Hello, another newbie question.

My son and I have completed the soldering. Thanks to the help from this forum, I think we have everything connected properly. I also have my shinny new multimeter, and we are now on the step about "smoke testing." I did the continuity testing and I think everything is OK. (it beeps if both probes are on ground, but no beep if one probe is on ground and the other on a power bus). I think that is good from what I understand.

So, in Admin's tutorial, after the continuity test, he says "If you put the multi-meter on the resistance setting, make sure all non-connected pins have at least 5 kohm resistance or you may have power issues."

Can someone elaborate on how to do this test? Does this means pins that are not connected to anything?

Finally, he talks about a 'smoke test': "This is when you power up your circuit with a power supply.

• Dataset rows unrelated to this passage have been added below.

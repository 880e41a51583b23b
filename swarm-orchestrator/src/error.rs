//! Error types for the swarm orchestrator.

use crate::models::config::ValidationError;
use thiserror::Error;

/// Result type alias for orchestrator operations.
pub type Result<T> = std::result::Result<T, SwarmError>;

/// Errors that can occur while planning or running a build.
#[derive(Debug, Error)]
pub enum SwarmError {
    /// Malformed or unreadable build request
    #[error("Input error: {0}")]
    Input(String),

    /// A task depends on an id that is not part of the plan
    #[error("Plan validation error: task '{task_id}' depends on unknown task '{missing}'")]
    PlanValidation { task_id: String, missing: String },

    /// Two tasks share the same id
    #[error("Plan validation error: duplicate task id '{0}'")]
    DuplicateTask(String),

    /// The dependency graph contains a cycle
    #[error("Circular dependency detected at task {task_id}")]
    CircularDependency { task_id: String },

    /// No executor is registered for the role of a task
    #[error("No executor registered for role '{role}' (task {task_id})")]
    UnknownRole { role: String, task_id: String },

    /// A task failed permanently after exhausting its retries
    #[error("Task {task_id} failed after {attempts} attempt(s): {message}")]
    TaskFailed {
        task_id: String,
        attempts: u32,
        message: String,
    },

    /// The security gate rejected the deliverables
    #[error("Security gate {task_id} failed: {message}")]
    SecurityGate { task_id: String, message: String },

    /// Artifact ledger error
    #[error("Ledger error: {0}")]
    Ledger(String),

    /// File I/O error
    #[error("File error ({path}): {message}")]
    File { path: String, message: String },

    /// Configuration validation error with detailed context
    #[error("Configuration validation error: {0}")]
    ConfigValidation(#[from] ValidationError),

    /// Serialization/deserialization error
    #[error("Serialization error: {0}")]
    Serialization(String),

    /// Generic internal error
    #[error("Internal error: {0}")]
    Internal(String),
}

impl SwarmError {
    /// Create an input error.
    pub fn input(msg: impl Into<String>) -> Self {
        SwarmError::Input(msg.into())
    }

    /// Create a file error.
    pub fn file(path: impl Into<String>, msg: impl Into<String>) -> Self {
        SwarmError::File {
            path: path.into(),
            message: msg.into(),
        }
    }

    /// Create a ledger error.
    pub fn ledger(msg: impl Into<String>) -> Self {
        SwarmError::Ledger(msg.into())
    }

    /// Create an unknown-role error for `task_id`.
    pub fn unknown_role(role: impl Into<String>, task_id: impl Into<String>) -> Self {
        SwarmError::UnknownRole {
            role: role.into(),
            task_id: task_id.into(),
        }
    }

    /// Id of the task this error concerns, when there is one.
    pub fn task_id(&self) -> Option<&str> {
        match self {
            SwarmError::PlanValidation { task_id, .. }
            | SwarmError::CircularDependency { task_id }
            | SwarmError::TaskFailed { task_id, .. }
            | SwarmError::UnknownRole { task_id, .. }
            | SwarmError::SecurityGate { task_id, .. } => Some(task_id),
            SwarmError::DuplicateTask(task_id) => Some(task_id),
            _ => None,
        }
    }
}

impl From<std::io::Error> for SwarmError {
    fn from(err: std::io::Error) -> Self {
        SwarmError::File {
            path: "unknown".to_string(),
            message: err.to_string(),
        }
    }
}

impl From<serde_json::Error> for SwarmError {
    fn from(err: serde_json::Error) -> Self {
        SwarmError::Serialization(err.to_string())
    }
}

#[cfg(test)]
mod tests {
    use super::*;

    #[test]
    fn test_error_display() {
        let err = SwarmError::CircularDependency {
            task_id: "abc-mod-1".to_string(),
        };
        assert_eq!(err.to_string(), "Circular dependency detected at task abc-mod-1");

        let err = SwarmError::PlanValidation {
            task_id: "t1".to_string(),
            missing: "t9".to_string(),
        };
        assert!(err.to_string().contains("unknown task 't9'"));
    }

    #[test]
    fn test_task_id_extraction() {
        let err = SwarmError::TaskFailed {
            task_id: "t2".to_string(),
            attempts: 4,
            message: "boom".to_string(),
        };
        assert_eq!(err.task_id(), Some("t2"));
        assert_eq!(SwarmError::input("bad").task_id(), None);

        let err = SwarmError::unknown_role("ml", "abc-mod-1");
        assert_eq!(err.task_id(), Some("abc-mod-1"));
        assert_eq!(
            err.to_string(),
            "No executor registered for role 'ml' (task abc-mod-1)"
        );

        let err = SwarmError::SecurityGate {
            task_id: "abc-security-gate".to_string(),
            message: "rejected".to_string(),
        };
        assert_eq!(err.task_id(), Some("abc-security-gate"));
        assert_eq!(err.to_string(), "Security gate abc-security-gate failed: rejected");
    }
}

Plug your circuit in, start the voltage at 1V and work your way up slowly to 6.5V."

Again, I am not sure how to do this. How do I start the voltage at 1V? Is this the setting on my multimeter? Or an I supposed to be able to limit the amount of power going into the circuit? If the later, how do I do that? We are using the 9v and 4AA battery combination. As far as I know, I cannot limit the power of those sources.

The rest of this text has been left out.